Segment Start: Supplied data
use crate::recorder::Recorder;
use crate::state::Mode;
use crossbeam_channel::{Receiver, Sender, TrySendError, bounded};
use std::sync::Arc;
use std::thread;

/// A UI-triggered recording operation. Ownership passes to the single worker
/// on dequeue; there is no other consumer.
#[derive(Debug, Clone, PartialEq, Eq)]
pub enum Request {
    Start { device: String, mode: Mode },
    Stop,
}

/// Bounded so a wedged worker caps memory in a long-running appliance
/// instead of queueing touch events forever.
pub const QUEUE_CAPACITY: usize = 32;

/// Producer half handed to the UI layer. Enqueueing never blocks: a full
/// queue drops the request and logs.
#[derive(Debug, Clone)]
pub struct RequestQueue {
    tx: Sender<Request>,
}

impl RequestQueue {
    pub fn enqueue(&self, request: Request) -> bool {
        match self.tx.try_send(request) {
            Ok(()) => true,
            Err(TrySendError::Full(request)) => {
                tracing::warn!(?request, "request queue full, dropping");
                false
            }
            Err(TrySendError::Disconnected(request)) => {
                tracing::error!(?request, "recording worker is gone, dropping");
                false
            }
        }
    }
}

pub fn request_channel() -> (RequestQueue, Receiver<Request>) {
    request_channel_with_capacity(QUEUE_CAPACITY)
}

pub fn request_channel_with_capacity(capacity: usize) -> (RequestQueue, Receiver<Request>) {
    let (tx, rx) = bounded(capacity);
    (RequestQueue { tx }, rx)
}

/// Single consumer draining the queue in strict FIFO order. Process spawn and
/// signal-and-wait latency lands here, never on the input-handling thread.
/// The thread exits once every `RequestQueue` clone is dropped.
pub fn spawn_worker(recorder: Arc<Recorder>, rx: Receiver<Request>) -> thread::JoinHandle<()> {
    thread::spawn(move || {
        for request in rx {
            match request {
                Request::Start { device, mode } => {
                    let started = recorder.start(&device, mode);
                    tracing::debug!(device = %device, %mode, started, "start request handled");
                }
                Request::Stop => {
                    let outcome = recorder.stop();
                    tracing::debug!(?outcome, "stop request handled");
                }
            }
        }
        tracing::debug!("recording worker exiting");
    })
}

#[cfg(test)]
mod tests {
    use super::*;

    #[test]
    fn requests_dequeue_in_fifo_order() {
        let (queue, rx) = request_channel();
        assert!(queue.enqueue(Request::Start {
            device: "plughw:1,0".to_string(),
            mode: Mode::Manual,
        }));
        assert!(queue.enqueue(Request::Stop));
        assert!(matches!(rx.recv().expect("first"), Request::Start { .. }));
        assert_eq!(rx.recv().expect("second"), Request::Stop);
    }

    #[test]
    fn full_queue_drops_instead_of_blocking() {
        let (queue, rx) = request_channel_with_capacity(1);
        assert!(queue.enqueue(Request::Stop));
        assert!(!queue.enqueue(Request::Stop));
        drop(rx);
    }

    #[test]
    fn enqueue_after_worker_gone_reports_failure() {
        let (queue, rx) = request_channel();
        drop(rx);
        assert!(!queue.enqueue(Request::Stop));
    }
}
Segment End: Supplied data
◆ **Try it**:
Only the count should be given: the number of lines in the entries above containing the word "tracing".

◆ **Exercise result**:
5